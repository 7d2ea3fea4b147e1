//! Wire-level data model shared by every component.
//!
//! Numeric encodings here must match the on-chain ABI exactly: ticks are
//! signed-magnitude (never two's-complement), u256 values travel as a
//! low/high pair of 128-bit felts, and addresses are field elements.

use alloy_primitives::U256;
use serde::{Deserialize, Serialize};
use std::fmt;
use std::str::FromStr;

use crate::core::{SdkError, SdkResult};

/// The field modulus. Every calldata element must be below it.
pub const FIELD_PRIME: U256 =
    U256::from_limbs([1, 0, 0, 0x0800_0000_0000_0011]);

/// A validated field element used as a contract or token address.
#[derive(Debug, Clone, Copy, PartialEq, Eq, PartialOrd, Ord, Hash, Serialize, Deserialize)]
#[serde(transparent)]
pub struct Address(U256);

impl Address {
    pub const ZERO: Address = Address(U256::ZERO);

    /// Wrap a raw field element, rejecting values at or above the modulus.
    pub fn new(value: U256) -> SdkResult<Self> {
        if value >= FIELD_PRIME {
            return Err(SdkError::SerializationError(format!(
                "value {value:#x} is not a valid field element"
            )));
        }
        Ok(Address(value))
    }

    /// Parse a 0x-prefixed hex address.
    pub fn from_hex(s: &str) -> SdkResult<Self> {
        let digits = s.strip_prefix("0x").ok_or_else(|| {
            SdkError::SerializationError(format!("address {s:?} is missing the 0x prefix"))
        })?;
        let value = U256::from_str_radix(digits, 16)
            .map_err(|e| SdkError::SerializationError(format!("invalid address {s:?}: {e}")))?;
        Address::new(value)
    }

    pub fn felt(&self) -> U256 {
        self.0
    }

    pub fn is_zero(&self) -> bool {
        self.0 == U256::ZERO
    }
}

impl fmt::Display for Address {
    fn fmt(&self, f: &mut fmt::Formatter<'_>) -> fmt::Result {
        write!(f, "{:#x}", self.0)
    }
}

impl FromStr for Address {
    type Err = SdkError;

    fn from_str(s: &str) -> SdkResult<Self> {
        Address::from_hex(s)
    }
}

/// A token reference as supplied by the caller, before resolution.
#[derive(Debug, Clone, PartialEq, Eq)]
pub enum TokenDescriptor {
    Symbol(String),
    Address(Address),
}

impl TokenDescriptor {
    /// Interpret a CLI-style string: 0x-prefixed input is an address,
    /// anything else is a symbol.
    pub fn parse(s: &str) -> SdkResult<Self> {
        if s.starts_with("0x") {
            Ok(TokenDescriptor::Address(Address::from_hex(s)?))
        } else if s.is_empty() {
            Err(SdkError::TokenNotFound("empty token descriptor".into()))
        } else {
            Ok(TokenDescriptor::Symbol(s.to_string()))
        }
    }
}

impl fmt::Display for TokenDescriptor {
    fn fmt(&self, f: &mut fmt::Formatter<'_>) -> fmt::Result {
        match self {
            TokenDescriptor::Symbol(s) => write!(f, "{s}"),
            TokenDescriptor::Address(a) => write!(f, "{a}"),
        }
    }
}

/// A descriptor resolved against the token registry. Immutable once built.
#[derive(Debug, Clone, PartialEq, Eq, Serialize, Deserialize)]
pub struct ResolvedToken {
    pub address: Address,
    pub symbol: String,
    pub decimals: u8,
}

/// A signed-magnitude tick. The wire format carries magnitude and sign as
/// separate felts, so the SDK never round-trips through two's-complement.
#[derive(Debug, Clone, Copy, PartialEq, Eq, Serialize, Deserialize)]
pub struct Tick {
    pub magnitude: u128,
    pub negative: bool,
}

impl Tick {
    pub const ZERO: Tick = Tick {
        magnitude: 0,
        negative: false,
    };

    /// Convert from a native signed tick index. Zero is non-negative by
    /// convention.
    pub fn from_i64(index: i64) -> Self {
        Tick {
            magnitude: index.unsigned_abs() as u128,
            negative: index < 0,
        }
    }

    /// Native signed value for arithmetic and comparisons.
    pub fn to_i128(&self) -> i128 {
        if self.negative {
            -(self.magnitude as i128)
        } else {
            self.magnitude as i128
        }
    }
}

impl fmt::Display for Tick {
    fn fmt(&self, f: &mut fmt::Formatter<'_>) -> fmt::Result {
        write!(f, "{}", self.to_i128())
    }
}

/// A tick range. `lower` must not exceed `upper` in signed value; violating
/// that is a caller error and is reported, never silently corrected.
#[derive(Debug, Clone, Copy, PartialEq, Eq, Serialize, Deserialize)]
pub struct Bounds {
    pub lower: Tick,
    pub upper: Tick,
}

impl Bounds {
    pub fn new(lower: Tick, upper: Tick) -> SdkResult<Self> {
        if lower.to_i128() > upper.to_i128() {
            return Err(SdkError::InvalidRange {
                lower: lower.to_i128() as i64,
                upper: upper.to_i128() as i64,
            });
        }
        Ok(Bounds { lower, upper })
    }
}

/// Canonical pool identifier. `token0 < token1` always holds; use the pool
/// resolver rather than constructing keys by hand.
#[derive(Debug, Clone, Copy, PartialEq, Eq, Hash, Serialize, Deserialize)]
pub struct PoolKey {
    pub token0: Address,
    pub token1: Address,
    /// Q0.128 fee fraction (a fee of 0.05% encodes as 0.0005 * 2^128).
    pub fee: u128,
    /// Distance between initialized ticks, in ticks.
    pub tick_spacing: u32,
    /// Optional auxiliary contract; the null address when unused.
    pub extension: Address,
}

/// Whether a swap amount fixes the input or the output side of the trade.
#[derive(Debug, Clone, Copy, PartialEq, Eq, Serialize, Deserialize)]
pub enum Exact {
    Input,
    Output,
}

/// A swap amount together with its exact-input/exact-output intent. The
/// intent, not a bare sign bit, decides how the chain interprets the
/// magnitude; exact-output is encoded as a negative i129 on the wire.
#[derive(Debug, Clone, Copy, PartialEq, Eq, Serialize, Deserialize)]
pub struct SwapAmount {
    pub magnitude: u128,
    pub exact: Exact,
}

impl SwapAmount {
    pub fn exact_in(magnitude: u128) -> Self {
        SwapAmount {
            magnitude,
            exact: Exact::Input,
        }
    }

    pub fn exact_out(magnitude: u128) -> Self {
        SwapAmount {
            magnitude,
            exact: Exact::Output,
        }
    }
}

/// Signed per-token deltas from the dry-run quoter. Positive means the pool
/// receives that token, negative means it pays it out. Used only to derive
/// the minimum-acceptable-output bound, never submitted.
#[derive(Debug, Clone, Copy, PartialEq, Eq, Serialize, Deserialize)]
pub struct Quote {
    pub delta0: i128,
    pub delta1: i128,
}

/// Current pool price as read from the chain.
#[derive(Debug, Clone, Copy, PartialEq, Eq, Serialize, Deserialize)]
pub struct PoolPrice {
    pub sqrt_ratio: U256,
    pub tick: Tick,
}

/// One contract invocation: target, entrypoint name, felt calldata. The
/// transport resolves entrypoint names to selectors when encoding the
/// transaction.
#[derive(Debug, Clone, PartialEq, Eq, Serialize, Deserialize)]
pub struct Call {
    pub to: Address,
    pub entrypoint: String,
    pub calldata: Vec<U256>,
}

/// An ordered, immutable sequence of calls submitted as one all-or-nothing
/// transaction. There is no partial submission: either every call lands or
/// the whole batch reverts.
#[derive(Debug, Clone, PartialEq, Eq, Serialize, Deserialize)]
pub struct CallBatch {
    calls: Vec<Call>,
}

impl CallBatch {
    pub(crate) fn new(calls: Vec<Call>) -> Self {
        CallBatch { calls }
    }

    pub fn calls(&self) -> &[Call] {
        &self.calls
    }

    pub fn len(&self) -> usize {
        self.calls.len()
    }

    pub fn is_empty(&self) -> bool {
        self.calls.is_empty()
    }

    pub fn into_calls(self) -> Vec<Call> {
        self.calls
    }
}

/// Transaction hash returned by the transport on submission.
#[derive(Debug, Clone, Copy, PartialEq, Eq, Serialize, Deserialize)]
#[serde(transparent)]
pub struct TxHash(pub U256);

impl fmt::Display for TxHash {
    fn fmt(&self, f: &mut fmt::Formatter<'_>) -> fmt::Result {
        write!(f, "{:#x}", self.0)
    }
}

/// Result of waiting for a transaction. The transport decodes the
/// transfer-from-zero event into `minted_position_id` so the SDK never
/// parses raw event logs.
#[derive(Debug, Clone, PartialEq, Eq, Serialize, Deserialize)]
pub struct Confirmation {
    pub tx_hash: TxHash,
    pub succeeded: bool,
    pub revert_reason: Option<String>,
    pub minted_position_id: Option<u64>,
}

#[cfg(test)]
mod tests {
    use super::*;

    #[test]
    fn tick_round_trips_through_signed_magnitude() {
        for index in [-887_272i64, -1000, -1, 0, 1, 1000, 887_272] {
            let tick = Tick::from_i64(index);
            assert_eq!(tick.to_i128(), index as i128);
        }
    }

    #[test]
    fn tick_zero_is_non_negative() {
        let tick = Tick::from_i64(0);
        assert!(!tick.negative);
        assert_eq!(tick.magnitude, 0);
    }

    #[test]
    fn bounds_carry_sign_and_magnitude_separately() {
        let bounds = Bounds::new(Tick::from_i64(-1000), Tick::from_i64(1000)).unwrap();
        assert_eq!(bounds.lower.magnitude, 1000);
        assert!(bounds.lower.negative);
        assert_eq!(bounds.upper.magnitude, 1000);
        assert!(!bounds.upper.negative);
    }

    #[test]
    fn inverted_bounds_are_rejected() {
        let err = Bounds::new(Tick::from_i64(10), Tick::from_i64(-10)).unwrap_err();
        assert!(matches!(err, SdkError::InvalidRange { lower: 10, upper: -10 }));
    }

    #[test]
    fn address_must_be_below_field_prime() {
        assert!(Address::new(FIELD_PRIME).is_err());
        assert!(Address::new(FIELD_PRIME - U256::from(1)).is_ok());
        assert!(Address::from_hex("0x49d36570d4e46f48e99674bd3fcc84644ddd6b96f7c741b1562b82f9e004dc7").is_ok());
        assert!(Address::from_hex("nonsense").is_err());
    }

    #[test]
    fn descriptor_parse_distinguishes_symbols_and_addresses() {
        assert!(matches!(
            TokenDescriptor::parse("ETH").unwrap(),
            TokenDescriptor::Symbol(_)
        ));
        assert!(matches!(
            TokenDescriptor::parse("0x1234").unwrap(),
            TokenDescriptor::Address(_)
        ));
        assert!(TokenDescriptor::parse("").is_err());
    }
}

****

> **WHAT YOU ARE ASKED TO DO**: Give back exactly the lines above, from the line containing "or token address." through the line containing "if value >= FIELD_PRIME", with both end lines and nothing more.

> **RESPONSE FOR THIS EXERCISE**:
/// A validated field element used as a contract or token address.
#[derive(Debug, Clone, Copy, PartialEq, Eq, PartialOrd, Ord, Hash, Serialize, Deserialize)]
#[serde(transparent)]
pub struct Address(U256);

impl Address {
    pub const ZERO: Address = Address(U256::ZERO);

    /// Wrap a raw field element, rejecting values at or above the modulus.
    pub fn new(value: U256) -> SdkResult<Self> {
        if value >= FIELD_PRIME {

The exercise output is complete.